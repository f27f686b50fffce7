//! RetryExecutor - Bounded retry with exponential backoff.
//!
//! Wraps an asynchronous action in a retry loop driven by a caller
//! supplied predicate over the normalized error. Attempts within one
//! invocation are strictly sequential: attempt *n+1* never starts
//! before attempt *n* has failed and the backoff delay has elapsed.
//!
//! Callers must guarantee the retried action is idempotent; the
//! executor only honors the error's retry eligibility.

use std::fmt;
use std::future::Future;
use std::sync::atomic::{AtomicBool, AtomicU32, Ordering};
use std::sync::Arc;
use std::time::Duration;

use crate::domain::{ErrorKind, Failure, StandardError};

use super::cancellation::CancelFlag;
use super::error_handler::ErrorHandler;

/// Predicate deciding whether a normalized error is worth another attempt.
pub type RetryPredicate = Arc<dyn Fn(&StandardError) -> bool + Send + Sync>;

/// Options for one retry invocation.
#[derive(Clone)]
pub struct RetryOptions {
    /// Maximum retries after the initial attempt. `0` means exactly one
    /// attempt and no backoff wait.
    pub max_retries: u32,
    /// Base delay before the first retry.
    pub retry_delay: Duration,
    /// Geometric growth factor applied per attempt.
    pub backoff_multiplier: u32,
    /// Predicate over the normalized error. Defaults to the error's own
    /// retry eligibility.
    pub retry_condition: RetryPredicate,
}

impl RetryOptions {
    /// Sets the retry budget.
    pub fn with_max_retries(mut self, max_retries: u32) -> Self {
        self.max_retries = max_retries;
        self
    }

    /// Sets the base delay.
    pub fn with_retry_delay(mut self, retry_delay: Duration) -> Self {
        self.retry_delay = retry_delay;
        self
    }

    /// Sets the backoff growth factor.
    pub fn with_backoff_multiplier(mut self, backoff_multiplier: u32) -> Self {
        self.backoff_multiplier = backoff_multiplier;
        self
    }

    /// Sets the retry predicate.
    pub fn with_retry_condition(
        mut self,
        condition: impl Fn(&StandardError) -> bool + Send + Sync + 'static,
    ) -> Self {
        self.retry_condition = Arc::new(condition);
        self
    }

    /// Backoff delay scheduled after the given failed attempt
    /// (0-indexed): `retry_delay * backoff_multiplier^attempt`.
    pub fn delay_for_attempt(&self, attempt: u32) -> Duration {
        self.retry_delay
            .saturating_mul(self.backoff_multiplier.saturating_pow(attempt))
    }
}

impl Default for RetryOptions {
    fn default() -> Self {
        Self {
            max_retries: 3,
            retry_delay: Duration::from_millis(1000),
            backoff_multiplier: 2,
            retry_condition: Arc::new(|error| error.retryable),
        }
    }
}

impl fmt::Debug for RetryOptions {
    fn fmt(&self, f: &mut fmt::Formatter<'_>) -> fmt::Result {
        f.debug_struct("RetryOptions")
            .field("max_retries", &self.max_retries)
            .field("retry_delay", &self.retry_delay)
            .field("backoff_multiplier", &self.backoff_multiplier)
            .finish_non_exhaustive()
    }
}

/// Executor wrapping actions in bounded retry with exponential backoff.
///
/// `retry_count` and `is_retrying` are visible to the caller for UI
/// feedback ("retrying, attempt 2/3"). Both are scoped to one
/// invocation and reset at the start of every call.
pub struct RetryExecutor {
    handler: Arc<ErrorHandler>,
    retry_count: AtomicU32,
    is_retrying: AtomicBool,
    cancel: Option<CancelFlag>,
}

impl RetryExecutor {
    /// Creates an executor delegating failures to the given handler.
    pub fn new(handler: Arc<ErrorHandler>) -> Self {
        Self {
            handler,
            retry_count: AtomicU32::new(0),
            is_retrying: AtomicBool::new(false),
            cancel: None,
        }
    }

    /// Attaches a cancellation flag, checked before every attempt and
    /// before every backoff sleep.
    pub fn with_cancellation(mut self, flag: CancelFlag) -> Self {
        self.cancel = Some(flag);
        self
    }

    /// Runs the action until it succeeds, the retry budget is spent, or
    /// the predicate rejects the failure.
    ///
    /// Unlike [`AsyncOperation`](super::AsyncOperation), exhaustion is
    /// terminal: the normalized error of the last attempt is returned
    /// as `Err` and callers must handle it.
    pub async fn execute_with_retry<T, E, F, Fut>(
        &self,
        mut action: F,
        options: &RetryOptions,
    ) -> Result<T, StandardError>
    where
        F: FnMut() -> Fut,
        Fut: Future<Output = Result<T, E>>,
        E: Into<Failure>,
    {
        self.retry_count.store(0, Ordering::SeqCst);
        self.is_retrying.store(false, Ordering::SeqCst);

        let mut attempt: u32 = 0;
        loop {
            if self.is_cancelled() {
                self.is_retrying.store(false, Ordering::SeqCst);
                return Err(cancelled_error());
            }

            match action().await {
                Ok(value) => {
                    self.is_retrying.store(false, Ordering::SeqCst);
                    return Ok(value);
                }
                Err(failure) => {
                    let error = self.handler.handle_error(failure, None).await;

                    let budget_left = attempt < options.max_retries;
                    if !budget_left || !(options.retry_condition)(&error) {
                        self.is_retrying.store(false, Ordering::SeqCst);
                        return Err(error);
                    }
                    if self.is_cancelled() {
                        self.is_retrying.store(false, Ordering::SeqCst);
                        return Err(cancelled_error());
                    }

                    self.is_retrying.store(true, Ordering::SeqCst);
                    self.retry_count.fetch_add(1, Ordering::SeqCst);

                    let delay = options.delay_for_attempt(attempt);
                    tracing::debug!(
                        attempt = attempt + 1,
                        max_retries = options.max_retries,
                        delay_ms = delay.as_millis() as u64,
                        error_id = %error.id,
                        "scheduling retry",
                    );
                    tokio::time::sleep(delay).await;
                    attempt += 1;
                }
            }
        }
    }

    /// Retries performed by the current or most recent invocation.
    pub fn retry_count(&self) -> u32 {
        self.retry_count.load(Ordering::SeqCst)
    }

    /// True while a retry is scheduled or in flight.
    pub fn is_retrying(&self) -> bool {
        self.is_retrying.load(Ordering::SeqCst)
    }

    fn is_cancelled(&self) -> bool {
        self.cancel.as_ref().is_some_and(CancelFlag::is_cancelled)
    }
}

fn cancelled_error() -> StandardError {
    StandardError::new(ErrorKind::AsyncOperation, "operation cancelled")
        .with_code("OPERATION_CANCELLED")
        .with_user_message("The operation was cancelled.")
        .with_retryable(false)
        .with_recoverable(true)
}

§ §

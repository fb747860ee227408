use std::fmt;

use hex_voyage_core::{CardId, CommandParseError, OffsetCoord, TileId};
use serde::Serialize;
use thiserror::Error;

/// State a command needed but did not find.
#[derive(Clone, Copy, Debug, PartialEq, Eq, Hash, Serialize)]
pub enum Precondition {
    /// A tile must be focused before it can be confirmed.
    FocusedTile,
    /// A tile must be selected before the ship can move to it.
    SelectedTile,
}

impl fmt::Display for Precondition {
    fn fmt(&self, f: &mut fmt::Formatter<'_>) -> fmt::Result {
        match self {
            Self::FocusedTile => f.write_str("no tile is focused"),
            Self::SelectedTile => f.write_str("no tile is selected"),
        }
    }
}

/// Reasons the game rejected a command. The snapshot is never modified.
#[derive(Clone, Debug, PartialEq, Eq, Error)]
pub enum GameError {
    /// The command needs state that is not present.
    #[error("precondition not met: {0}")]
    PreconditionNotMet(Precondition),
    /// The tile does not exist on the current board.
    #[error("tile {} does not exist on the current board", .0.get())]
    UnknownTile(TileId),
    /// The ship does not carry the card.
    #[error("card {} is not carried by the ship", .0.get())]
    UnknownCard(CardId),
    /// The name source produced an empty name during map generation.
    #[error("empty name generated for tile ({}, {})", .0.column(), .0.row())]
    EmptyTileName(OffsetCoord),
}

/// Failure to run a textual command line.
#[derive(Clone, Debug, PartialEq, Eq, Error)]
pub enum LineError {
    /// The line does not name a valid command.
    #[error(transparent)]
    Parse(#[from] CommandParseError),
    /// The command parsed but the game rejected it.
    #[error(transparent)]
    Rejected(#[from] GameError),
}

§ §

- [WHAT TO WORK ON] In the listing above, locate the line containing "pub enum Precondition" and the line containing "is not present.", then transcribe both and every line between them verbatim.

- [SOLUTION FOR THIS PROBLEM]
pub enum Precondition {
    /// A tile must be focused before it can be confirmed.
    FocusedTile,
    /// A tile must be selected before the ship can move to it.
    SelectedTile,
}

impl fmt::Display for Precondition {
    fn fmt(&self, f: &mut fmt::Formatter<'_>) -> fmt::Result {
        match self {
            Self::FocusedTile => f.write_str("no tile is focused"),
            Self::SelectedTile => f.write_str("no tile is selected"),
        }
    }
}

/// Reasons the game rejected a command. The snapshot is never modified.
#[derive(Clone, Debug, PartialEq, Eq, Error)]
pub enum GameError {
    /// The command needs state that is not present.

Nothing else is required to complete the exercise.